Skeletal tissues have recently been investigated for use in post-mortem toxicology. Variables affecting drug concentration in these tissues, however, are still poorly characterized. In this work, the relative effects of burial on the response of enzyme-linked immunosorbent assay (ELISA) and gas chromatography-mass spectrometry (GC-MS) assays were examined. Rats were acutely exposed to ketamine or diazepam, euthanized and buried outdoors. After one month, the remains were exhumed and skeletal tissue drug levels were compared those of non-buried rats. A climate-controlled burial was also undertaken using defleshed bones to approximate an extended decomposition. Long bones (femora, tibiae) were isolated and separated into tissue type (diaphyseal bone, epiphyseal bone, and marrow), and according to treatment (i.e. buried or non-buried). Following methanolic extraction (bone) or simple homogenization (marrow), samples were analyzed with ELISA. Samples were then pooled according to treatment, extracted by solid phase extraction (SPE) and confirmed with GC-MS.

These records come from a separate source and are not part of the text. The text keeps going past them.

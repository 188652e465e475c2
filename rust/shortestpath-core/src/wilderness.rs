//! Wilderness areas and the teleport restriction tiers derived from them.
//!
//! The wilderness is modelled as three nested rectangles above ground and three underground:
//! anywhere in the wilderness, level 20 and deeper, level 30 and deeper. Plane is ignored.

use serde::{Deserialize, Serialize};

use crate::point::PackedPoint;

#[derive(Copy, Clone, Debug, PartialEq, Eq)]
pub struct Area {
    pub x: i32,
    pub y: i32,
    pub width: i32,
    pub height: i32,
}

impl Area {
    pub const fn new(x: i32, y: i32, width: i32, height: i32) -> Self {
        Self { x, y, width, height }
    }

    #[inline]
    pub fn contains(&self, p: PackedPoint) -> bool {
        let (x, y) = (p.x(), p.y());
        x >= self.x && x < self.x + self.width && y >= self.y && y < self.y + self.height
    }
}

pub const ABOVE_GROUND: Area = Area::new(2944, 3523, 448, 448);
pub const ABOVE_GROUND_LEVEL_20: Area = Area::new(2944, 3680, 448, 448);
pub const ABOVE_GROUND_LEVEL_30: Area = Area::new(2944, 3760, 448, 448);
pub const UNDERGROUND: Area = Area::new(2944, 9918, 320, 442);
pub const UNDERGROUND_LEVEL_20: Area = Area::new(2944, 10075, 320, 442);
pub const UNDERGROUND_LEVEL_30: Area = Area::new(2944, 10155, 320, 442);

#[inline]
pub fn is_in_wilderness(p: PackedPoint) -> bool {
    ABOVE_GROUND.contains(p) || UNDERGROUND.contains(p)
}

#[inline]
pub fn is_in_level_20_wilderness(p: PackedPoint) -> bool {
    ABOVE_GROUND_LEVEL_20.contains(p) || UNDERGROUND_LEVEL_20.contains(p)
}

#[inline]
pub fn is_in_level_30_wilderness(p: PackedPoint) -> bool {
    ABOVE_GROUND_LEVEL_30.contains(p) || UNDERGROUND_LEVEL_30.contains(p)
}

/// Teleport restriction tier. Ordered from least to most restrictive; a teleport is usable
/// while `tier.level() <= max_wilderness_level`.
#[derive(Copy, Clone, Debug, PartialEq, Eq, PartialOrd, Ord, Hash, Serialize, Deserialize)]
#[serde(rename_all = "snake_case")]
pub enum WildernessTier {
    /// Outside the wilderness: every teleport can be used.
    Safe,
    /// Wilderness level 1-20: most teleports can be used.
    UpTo20,
    /// Wilderness level 21-30: only level-30 teleports can be used.
    UpTo30,
    /// Deeper than level 30: no teleports can be used.
    Deep,
}

impl WildernessTier {
    pub const fn level(self) -> i32 {
        match self {
            WildernessTier::Safe => 0,
            WildernessTier::UpTo20 => 20,
            WildernessTier::UpTo30 => 30,
            WildernessTier::Deep => 31,
        }
    }

    /// Tier of a single tile. The areas nest, so the first area the tile falls outside decides.
    pub fn of(p: PackedPoint) -> Self {
        if !is_in_wilderness(p) {
            WildernessTier::Safe
        } else if !is_in_level_20_wilderness(p) {
            WildernessTier::UpTo20
        } else if !is_in_level_30_wilderness(p) {
            WildernessTier::UpTo30
        } else {
            WildernessTier::Deep
        }
    }

    #[inline]
    pub fn permits(self, max_wilderness_level: i32) -> bool {
        self.level() <= max_wilderness_level
    }
}

#[cfg(test)]
mod tests {
    use super::*;
    use crate::point::packed;

    #[test]
    fn tiers_follow_nested_areas() {
        assert_eq!(WildernessTier::of(packed(3222, 3218, 0)), WildernessTier::Safe);
        assert_eq!(WildernessTier::of(packed(3100, 3600, 0)), WildernessTier::UpTo20);
        assert_eq!(WildernessTier::of(packed(3100, 3700, 0)), WildernessTier::UpTo30);
        assert_eq!(WildernessTier::of(packed(3100, 3900, 0)), WildernessTier::Deep);
        // underground shares the same thresholds
        assert_eq!(WildernessTier::of(packed(3000, 10000, 0)), WildernessTier::UpTo20);
        assert_eq!(WildernessTier::of(packed(3000, 10160, 0)), WildernessTier::Deep);
    }

    #[test]
    fn area_bounds_are_half_open() {
        assert!(is_in_wilderness(packed(2944, 3523, 0)));
        assert!(!is_in_wilderness(packed(2943, 3523, 0)));
        assert!(!is_in_wilderness(packed(2944, 3522, 0)));
        assert!(!is_in_wilderness(packed(2944 + 448, 3600, 0)));
        assert!(is_in_wilderness(packed(2944, 3600, 3)));
    }

    #[test]
    fn tier_ordering_and_permission() {
        assert!(WildernessTier::Safe < WildernessTier::UpTo20);
        assert!(WildernessTier::UpTo30 < WildernessTier::Deep);
        assert!(WildernessTier::UpTo20.permits(20));
        assert!(!WildernessTier::UpTo30.permits(20));
        assert!(WildernessTier::UpTo30.permits(30));
        assert!(!WildernessTier::Deep.permits(30));
        assert!(WildernessTier::Safe.permits(0));
    }
}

Under the conditions examined, the effects of burial appear to be drug and tissue dependent. Ketamine-exposed tissues demonstrated the greatest differences, especially in bone marrow. In diazepam-exposed tissues, burial did not seem to greatly affect drug response and some gave greater assay response compared to the non-buried set. Overall, the data suggest that fresh tissue samples may not be representative of decomposed samples in terms of skeletal tissue drug levels. Copyright © 2010 John Wiley & Sons, Ltd.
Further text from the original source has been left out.